Rodney - Thanks for your comments. With your permission I will use some your thoughtful and useful comments with attribution in composing a blog on this topic for Huffington Post early in 2008. John
John:
Thanks for your posting on efforts to develop credible "verification" for cocoa farming certification. I've been working with the chocolate and cocoa industry on this issue for some time, and am glad to see interest in the latest news.
Mil Niepold, a senior policy analyst with labor rights NGO Verité, has just posted a "guest blog" on the World Cocoa Foundation web site, taking a closer look at the work Verité is doing to drive the verification work. Mil's posting can be found here: http://blog.worldcocoafoundation.org/
Of course, there are different points of view on the issues involved, the best approach and what's happened to date.

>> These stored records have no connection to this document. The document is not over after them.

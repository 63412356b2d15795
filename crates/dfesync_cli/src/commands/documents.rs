//! Documents command implementation.

use super::{parse_identity, require_credential, CommandResult};
use dfesync_protocol::{Completeness, DocumentKey, DocumentKind, Nsu};
use dfesync_store::{DocumentRecord, Store};
use serde::Serialize;

/// One row of `documents list`.
#[derive(Debug, Serialize)]
pub struct DocumentRow {
    /// Access key or event identifier.
    pub key: String,
    /// Invoice or event.
    pub kind: DocumentKind,
    /// SUMMARY or COMPLETE.
    pub completeness: Completeness,
    /// Sequence number that delivered the latest version.
    pub nsu: Option<Nsu>,
    /// Document number.
    pub number: Option<String>,
    /// Issuer name.
    pub issuer_name: Option<String>,
    /// Issue timestamp as reported.
    pub issued_at: Option<String>,
    /// Total amount as reported.
    pub total: Option<String>,
}

impl From<DocumentRecord> for DocumentRow {
    fn from(record: DocumentRecord) -> Self {
        Self {
            key: record.key.to_string(),
            kind: record.kind,
            completeness: record.completeness,
            nsu: record.nsu,
            number: record.number,
            issuer_name: record.issuer_name,
            issued_at: record.issued_at,
            total: record.total,
        }
    }
}

/// Filters for `documents list`.
#[derive(Debug, Default, Clone, Copy)]
pub struct ListFilter {
    /// Only SUMMARY records.
    pub summaries_only: bool,
    /// Only invoices.
    pub invoices_only: bool,
}

/// Documents owned by `identity`, in distribution order.
pub fn list(store: &Store, identity: &str, filter: ListFilter) -> CommandResult<Vec<DocumentRow>> {
    let identity = parse_identity(identity)?;
    require_credential(store, &identity)?;
    Ok(store
        .documents()
        .list_by_credential(&identity)
        .into_iter()
        .filter(|r| !filter.summaries_only || r.completeness == Completeness::Summary)
        .filter(|r| !filter.invoices_only || r.kind == DocumentKind::Invoice)
        .map(DocumentRow::from)
        .collect())
}

/// Text rendering of [`list`].
pub fn print_list(rows: &[DocumentRow]) {
    if rows.is_empty() {
        println!("No documents");
        return;
    }
    for row in rows {
        println!(
            "{}  {:<8} {:<7} {:>10}  {}",
            row.key,
            row.completeness,
            match row.kind {
                DocumentKind::Invoice => "invoice",
                DocumentKind::Event => "event",
            },
            row.number.as_deref().unwrap_or("-"),
            row.issuer_name.as_deref().unwrap_or("")
        );
    }
    println!("{} document(s)", rows.len());
}

/// The full record of `key`; the payload is dropped unless asked for.
pub fn show(store: &Store, key: &str, with_payload: bool) -> CommandResult<DocumentRecord> {
    let key = DocumentKey::parse(key)?;
    let mut record = store
        .documents()
        .get(&key)?
        .ok_or_else(|| format!("no document with key {key}"))?;
    if !with_payload {
        record.payload = None;
    }
    Ok(record)
}

/// Text rendering of [`show`].
pub fn print_record(record: &DocumentRecord) {
    let field = |name: &str, value: Option<&str>| {
        if let Some(value) = value {
            println!("  {name:<13}{value}");
        }
    };
    println!("{}", record.key);
    println!("  {:<13}{}", "owner", record.owner);
    println!("  {:<13}{}", "completeness", record.completeness);
    field("nsu", record.nsu.map(|n| n.to_string()).as_deref());
    field("schema", record.schema.as_deref());
    field("number", record.number.as_deref());
    field("issuer", record.issuer_tax_id.as_deref());
    field("issuer name", record.issuer_name.as_deref());
    field("issued at", record.issued_at.as_deref());
    field("total", record.total.as_deref());
    field("event type", record.event_type.as_deref());
    println!("  {:<13}{}", "updated", record.touched_at.to_rfc3339());
    if let Some(payload) = &record.payload {
        println!();
        println!("{payload}");
    }
}

#[cfg(test)]
mod tests {
    use super::*;
    use chrono::Utc;
    use dfesync_protocol::parse_document;
    use dfesync_testkit::{nfe_key, nfe_proc, register, res_nfe, RECIPIENT_CNPJ};

    fn store_document(store: &Store, xml: &str) {
        let meta = parse_document(xml.as_bytes(), None).unwrap();
        let complete = meta.completeness == Completeness::Complete;
        let mut record =
            DocumentRecord::from_meta(meta, dfesync_testkit::tax_id(RECIPIENT_CNPJ), Utc::now());
        if complete {
            record = record.with_payload(xml);
        }
        store.documents().upsert(record).unwrap();
    }

    #[test]
    fn list_and_filter() {
        let store = Store::in_memory().unwrap();
        register(&store, RECIPIENT_CNPJ);
        store_document(&store, &res_nfe(&nfe_key(1), "ACME LTDA"));
        store_document(&store, &nfe_proc(&nfe_key(2), "ACME LTDA"));

        let all = list(&store, RECIPIENT_CNPJ, ListFilter::default()).unwrap();
        assert_eq!(all.len(), 2);

        let pending = list(
            &store,
            RECIPIENT_CNPJ,
            ListFilter {
                summaries_only: true,
                invoices_only: true,
            },
        )
        .unwrap();
        assert_eq!(pending.len(), 1);
        assert_eq!(pending[0].key, nfe_key(1));
    }

    #[test]
    fn show_hides_payload_by_default() {
        let store = Store::in_memory().unwrap();
        register(&store, RECIPIENT_CNPJ);
        store_document(&store, &nfe_proc(&nfe_key(2), "ACME LTDA"));

        let record = show(&store, &nfe_key(2), false).unwrap();
        assert!(record.payload.is_none());
        let record = show(&store, &nfe_key(2), true).unwrap();
        assert!(record.payload.unwrap().contains("nfeProc"));

        assert!(show(&store, &nfe_key(3), false).is_err());
        assert!(show(&store, "not-a-key", false).is_err());
    }
}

For our part, we are encouraged by several developments:
-- The governments of Ghana and the Ivory Coast are leading the implementation of a certification program for cocoa farming labor practices that will not just identify problems...but will drive change.
-- Both countries have publicly released their first certification reports: both reports provide a detailed, unflinching look at what's happening on cocoa farms. That is a considerable change from where things were, back in 2001.
-- Resources and programs are being aligned with the issues raised in these reports -- like children's exposure to unsafe farming tasks and access to education.
-- Ongoing programs are raising farm family incomes (by 20-55%) for thousands of West African cocoa farming families; improving access to education and addressing community health issues like HIV/AIDS and malaria. And these programs are expanding.
Much work remains to be done. There is no easy fix: success requires a sustained commitment. But we are seeing signs of progress.
Susan Smith
National Confectioners Association
There is a great Fortune magazine article (International Edition) that paints a much different picture than the one offered by Susan.
Similarly, Humphrey Hawkesly of BBC TV also traveled to the Ivory Coast to do a 1/2 hour special on this topic in 2007. His assessement (that very little was being done) matches that of the Fortune article.